Thanks for responding! I think I am going to wait and just keep an eye/ear out. In time, my baby will grow a little more and I will learn more about poodles. I'm sure the right one will come along.


----------



## Beach girl (Aug 5, 2010)

> Until reading about them on this forum, I didn't even know about the Klein/Moyens. Those aren't a good idea? Will they look deformed or something? One reason I love the poodles is for their beauty, not to mention their intelligence and etc.


There are different situations where you might get a klein/moyen sized dog. 1) Oversize mini. Many of us here have such a dog. My Casey is in this category, as is Chagall, and there are others. This happens because mini breeders often try to hit that just-under-15" mark, and often will have puppies (usually males) that end up growing a bit taller than 15". These dogs, far as I have seen, look fine, strong and well-proportioned, but they can't be shown in conformation once they have topped 15". Rumor has it that some breeders will show a likely-to-be-oversized mini as a puppy and try to finish it by 6 to 8 months, before it hits its full height. 

Second situation is crossing a mini and a standard to purposely aim for a moyen-sized dog. This is the practice that raises eyebrows to some degree. I would be a bit leery of a breeder who did that, but really depends on how much experience the breeder has, which particular dogs she is using, how well thought out the whole plan is, etc.

Last is the importing of moyens from Europe, where the Moyen/Klein size is recognized, can compete in European conformation, etc. This is probably the very best way to go if you want that size, but is still fairly rare in the U.S., since most breeders DO want to show in conformation and in the U.S., this size is not eligible. 

For practical purposes, getting an oversized mini from a show breeder is probably the easiest and most common route if you want that size.

When I bought Casey, I wasn't particularly looking for an oversized mini, but the breeder told me, when he was less than 3 months old, that it was possible he might outgrow the category. Since I'm not interested in showing, it really didn't matter to me. Now that I've had him for a couple years, I LOVE this size, and would do it again in a heartbeat.


----------



## Poodle Lover (Mar 24, 2008)

nlrussell said:


> Ok, thanks! Until reading about them on this forum, I didn't even know about the Klein/Moyens. Those aren't a good idea? Will they look deformed or something? One reason I love the poodles is for their beauty, not to mention their intelligence and etc.


I wouldn't get a Klien/Moyen, unless you get one from Europe that is a true Klien (Klien to Klien breeding). I find that a lot of times minis bread to standards just look a bit off. With larger, heavier standard heads, longer bodies of standards and shorter mini legs. I would prefer a larger, oversized mini like Nickel on this forum. He is 17", a larger mini, yet a mini none the less. My friend has a standard that was held back for the show, but she is just 19" so too small to be shown.
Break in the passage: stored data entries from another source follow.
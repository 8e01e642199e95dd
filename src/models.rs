use once_cell::sync::Lazy;
use regex::Regex;
use serde::{Deserialize, Serialize};
use serde_json::Value;

static PRICE_RE: Lazy<Regex> =
    Lazy::new(|| Regex::new(r"(-\s*)?(\d[\d,]*(?:\.\d+)?)").unwrap());

/// Bullets kept per listing; the flyer has room for this many.
pub const MAX_FEATURES: usize = 5;

// ── Listing draft ────────────────────────────────────────────────────────────

#[derive(Debug, Clone, PartialEq, Eq, Serialize, Deserialize)]
pub struct Price {
    /// Whole currency units.
    pub amount: u64,
    pub currency: String,
}

impl Price {
    pub fn new(amount: u64, currency: impl Into<String>) -> Self {
        Price {
            amount,
            currency: currency.into(),
        }
    }

    /// Short label printed before the amount.
    pub fn label(&self) -> &str {
        if self.currency == "INR" {
            "Rs."
        } else {
            &self.currency
        }
    }

    /// Amount with digit grouping: lakh/crore style for INR, thousands otherwise.
    pub fn grouped(&self) -> String {
        let digits = self.amount.to_string();
        if self.currency == "INR" {
            group_indian(&digits)
        } else {
            group_thousands(&digits)
        }
    }

    /// e.g. `Rs. 1,200`
    pub fn display(&self) -> String {
        format!("{} {}", self.label(), self.grouped())
    }
}

#[derive(Debug, Clone, PartialEq, Eq, Serialize)]
pub struct ListingDraft {
    pub category: String,
    pub title: String,
    pub description: String,
    /// Short selling points, printed as bullets.
    pub features: Vec<String>,
    pub price: Price,
    pub location: Option<String>,
    /// Call-to-action line; the flyer says "DM for details" without one.
    pub contact: Option<String>,
    /// Bumped on every edit; a flyer is tied to one revision.
    pub revision: u64,
}

// ── Price coercion ───────────────────────────────────────────────────────────

/// Pulls a whole-unit amount out of a JSON number or a loosely formatted
/// string such as `"Rs. 1,200"` or `"₹ 950.50"`.
pub fn coerce_price(value: &Value) -> Option<u64> {
    match value {
        Value::Number(n) => n
            .as_u64()
            .or_else(|| n.as_f64().filter(|f| f.is_finite() && *f >= 0.0).map(|f| f as u64)),
        Value::String(s) => coerce_price_text(s),
        _ => None,
    }
}

/// Negative amounts are rejected rather than read as positive.
pub fn coerce_price_text(text: &str) -> Option<u64> {
    let caps = PRICE_RE.captures(text)?;
    if caps.get(1).is_some() {
        return None;
    }
    let cleaned = caps.get(2)?.as_str().replace(',', "");
    let whole = cleaned.split('.').next().unwrap_or("");
    whole.parse().ok()
}

// ── Features ─────────────────────────────────────────────────────────────────

/// Strips bullet markers, drops blank lines and caps the list.
pub fn clean_features<I, S>(items: I) -> Vec<String>
where
    I: IntoIterator<Item = S>,
    S: AsRef<str>,
{
    items
        .into_iter()
        .map(|item| {
            item.as_ref()
                .trim()
                .trim_start_matches(['-', '*', '•'])
                .trim()
                .to_string()
        })
        .filter(|item| !item.is_empty())
        .take(MAX_FEATURES)
        .collect()
}

/// Accepts a JSON array of strings or one newline-separated string.
pub fn features_from_value(value: &Value) -> Vec<String> {
    match value {
        Value::Array(items) => clean_features(items.iter().filter_map(Value::as_str)),
        Value::String(text) => clean_features(text.lines()),
        _ => Vec::new(),
    }
}

fn group_indian(digits: &str) -> String {
    if digits.len() <= 3 {
        return digits.to_string();
    }
    let (head, last3) = digits.split_at(digits.len() - 3);
    let mut groups: Vec<&str> = Vec::new();
    let mut end = head.len();
    while end > 2 {
        groups.push(&head[end - 2..end]);
        end -= 2;
    }
    groups.push(&head[..end]);
    groups.reverse();
    format!("{},{}", groups.join(","), last3)
}

fn group_thousands(digits: &str) -> String {
    let mut out = String::with_capacity(digits.len() + digits.len() / 3);
    for (i, c) in digits.chars().enumerate() {
        if i > 0 && (digits.len() - i) % 3 == 0 {
            out.push(',');
        }
        out.push(c);
    }
    out
}

// ── API payloads ─────────────────────────────────────────────────────────────

#[derive(Debug, Serialize)]
pub struct UploadResponse {
    pub session_id: String,
    pub format: String,
    pub width: u32,
    pub height: u32,
}

#[derive(Debug, Serialize)]
pub struct DraftResponse {
    pub session_id: String,
    pub draft: ListingDraft,
    pub flyer_url: String,
}

/// Partial update from the editor form. Absent fields are left alone.
#[derive(Debug, Default, Deserialize)]
pub struct DraftEdit {
    pub category: Option<String>,
    pub title: Option<String>,
    pub description: Option<String>,
    /// Array of strings or the editor's one-per-line text.
    pub features: Option<Value>,
    /// Number or free text; coerced on apply.
    pub price: Option<Value>,
    pub location: Option<String>,
    pub contact: Option<String>,
}

#[derive(Debug, Default, Deserialize)]
pub struct FlyerQuery {
    #[serde(default)]
    pub download: bool,
}

#[derive(Debug, Serialize)]
pub struct ShareResponse {
    pub flyer_url: String,
    pub download_url: String,
    pub whatsapp_url: String,
}
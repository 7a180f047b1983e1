//! Cite key generation
//!
//! Keys are `<first author last name><journal initials><year>`, e.g.
//! `SorensenPRA2018`. Every part is optional; a record with none of them
//! yields an empty key. Collision handling across multiple keys is the
//! caller's concern.

use crate::journals::{self, Journal};
use crate::names::ascii_fold;

/// Generate a cite key from the first author's last name, the journal,
/// and the publication year.
///
/// The journal contributes its initials, always derived from the display
/// name even when a macro token is passed. The result carries no
/// whitespace and no non-ASCII bytes.
pub fn generate(first_author: Option<&str>, journal: Option<&Journal>, year: Option<i32>) -> String {
    let mut parts: Vec<String> = Vec::new();
    if let Some(author) = first_author {
        parts.push(author.to_string());
    }
    if let Some(journal) = journal {
        parts.push(journals::initials(journal));
    }
    if let Some(year) = year {
        parts.push(year.to_string());
    }
    ascii_fold(&parts.concat()).split_whitespace().collect()
}
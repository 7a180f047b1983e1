//! Query classification
//!
//! Decides whether a free-text query is an arXiv identifier, a DOI
//! (possibly embedded in a URL), or a free-form bibliographic query.
//! The arXiv check runs an ordered list of independent matchers (new
//! style first, then the old archive/YYMMNNN style) until one succeeds.

use lazy_static::lazy_static;
use regex::Regex;

lazy_static! {
    pub static ref RX_DOI: Regex =
        Regex::new(r"(?i)10\.\d{4,9}/[-._;()/:A-Z0-9]+").unwrap();

    pub static ref RX_ARXIV_NEW: Regex =
        Regex::new(r"(?i)arxiv.*?(\d{4}\.\d{4,}(v\d+)?)").unwrap();

    pub static ref RX_ARXIV_OLD: Regex = Regex::new(
        r"(?x)
        ((
           math-ph
          |hep-ph
          |nucl-ex
          |nucl-th
          |gr-qc
          |astro-ph
          |hep-lat
          |quant-ph
          |hep-ex
          |hep-th
          |stat
            (\.(AP|CO|ML|ME|TH))?
          |q-bio
            (\.(BM|CB|GN|MN|NC|OT|PE|QM|SC|TO))?
          |cond-mat
            (\.(dis-nn|mes-hall|mtrl-sci|other|soft|stat-mech|str-el|supr-con))?
          |cs
            (\.(AR|AI|CL|CC|CE|CG|GT|CV|CY|CR|DS|DB|DL|DM|DC|GL|GR|HC|IR|IT|LG|LO|
              MS|MA|MM|NI|NE|NA|OS|OH|PF|PL|RO|SE|SD|SC))?
          |nlin
            (\.(AO|CG|CD|SI|PS))?
          |physics
            (\.(acc-ph|ao-ph|atom-ph|atm-clus|bio-ph|chem-ph|class-ph|comp-ph|
              data-an|flu-dyn|gen-ph|geo-ph|hist-ph|ins-det|med-ph|optics|ed-ph|
              soc-ph|plasm-ph|pop-ph|space-ph))?
          |math
              (\.(AG|AT|AP|CT|CA|CO|AC|CV|DG|DS|FA|GM|GN|GT|GR|HO|IT|KT|LO|MP|MG
              |NT|NA|OA|OC|PR|QA|RT|RA|SP|ST|SG))?
        )/\d{7}(v\d+)?)"
    )
    .unwrap();
}

/// What a query string turned out to be.
#[derive(Debug, Clone, PartialEq, Eq)]
pub enum QueryKind {
    /// An arXiv identifier (new or old style), extracted from the query
    ArxivId(String),
    /// A DOI, either the query itself or extracted from a URL
    Doi(String),
    /// A free-form bibliographic query
    FreeForm(String),
}

/// Classify a query string.
///
/// Any whitespace marks the query as free-form (unless it contains an
/// arXiv identifier); a single token is taken as a DOI when it starts
/// with `10.` or contains an embedded DOI.
pub fn classify(query: &str) -> QueryKind {
    // Ordered matchers, first success wins
    let arxiv_matchers: [&Regex; 2] = [&RX_ARXIV_NEW, &RX_ARXIV_OLD];
    for rx in arxiv_matchers {
        if let Some(caps) = rx.captures(query) {
            return QueryKind::ArxivId(caps[1].to_string());
        }
    }
    if !query.contains(' ') {
        if query.starts_with("10.") {
            return QueryKind::Doi(query.to_string());
        }
        // Handle e.g. URLs
        if let Some(m) = RX_DOI.find(query) {
            return QueryKind::Doi(m.as_str().to_string());
        }
    }
    QueryKind::FreeForm(query.to_string())
}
She is gorgeous, petite leggy with beautiful confirmation, wonderful movement and carriage. But she is a standard to a T, no way to mistake her look for a mini.


----------



## nlrussell (Mar 13, 2011)

Beach girl said:


> There are different situations where you might get a klein/moyen sized dog. 1) Oversize mini. Many of us here have such a dog. My Casey is in this category, as is Chagall, and there are others. This happens because mini breeders often try to hit that just-under-15" mark, and often will have puppies (usually males) that end up growing a bit taller than 15". These dogs, far as I have seen, look fine, strong and well-proportioned, but they can't be shown in conformation once they have topped 15". Rumor has it that some breeders will show a likely-to-be-oversized mini as a puppy and try to finish it by 6 to 8 months, before it hits its full height.
> 
> Second situation is crossing a mini and a standard to purposely aim for a moyen-sized dog. This is the practice that raises eyebrows to some degree. I would be a bit leery of a breeder who did that, but really depends on how much experience the breeder has, which particular dogs she is using, how well thought out the whole plan is, etc.
> 
> ...


I understand what you are saying. I am so confused about what makes an oversized toy or a small mini........or a large mini vs a small standard. I can't tell a difference between some of the colors, and I'm definitely lost on some terms when people describe the way the dogs look (like a "snippy" face, or other descriptions). I guess I just have a lot to learn.


----------



## nlrussell (Mar 13, 2011)

Poodle Lover said:


> I wouldn't get a Klien/Moyen, unless you get one from Europe that is a true Klien (Klien to Klien breeding). I find that a lot of times minis bread to standards just look a bit off. With larger, heavier standard heads, longer bodies of standards and shorter mini legs. I would prefer a larger, oversized mini like Nickel on this forum. He is 17", a larger mini, yet a mini none the less. My friend has a standard that was held back for the show, but she is just 19" so too small to be shown. She is gorgeous, petite leggy with beautiful confirmation, wonderful movement and carriage. But she is a standard to a T, no way to mistake her look for a mini.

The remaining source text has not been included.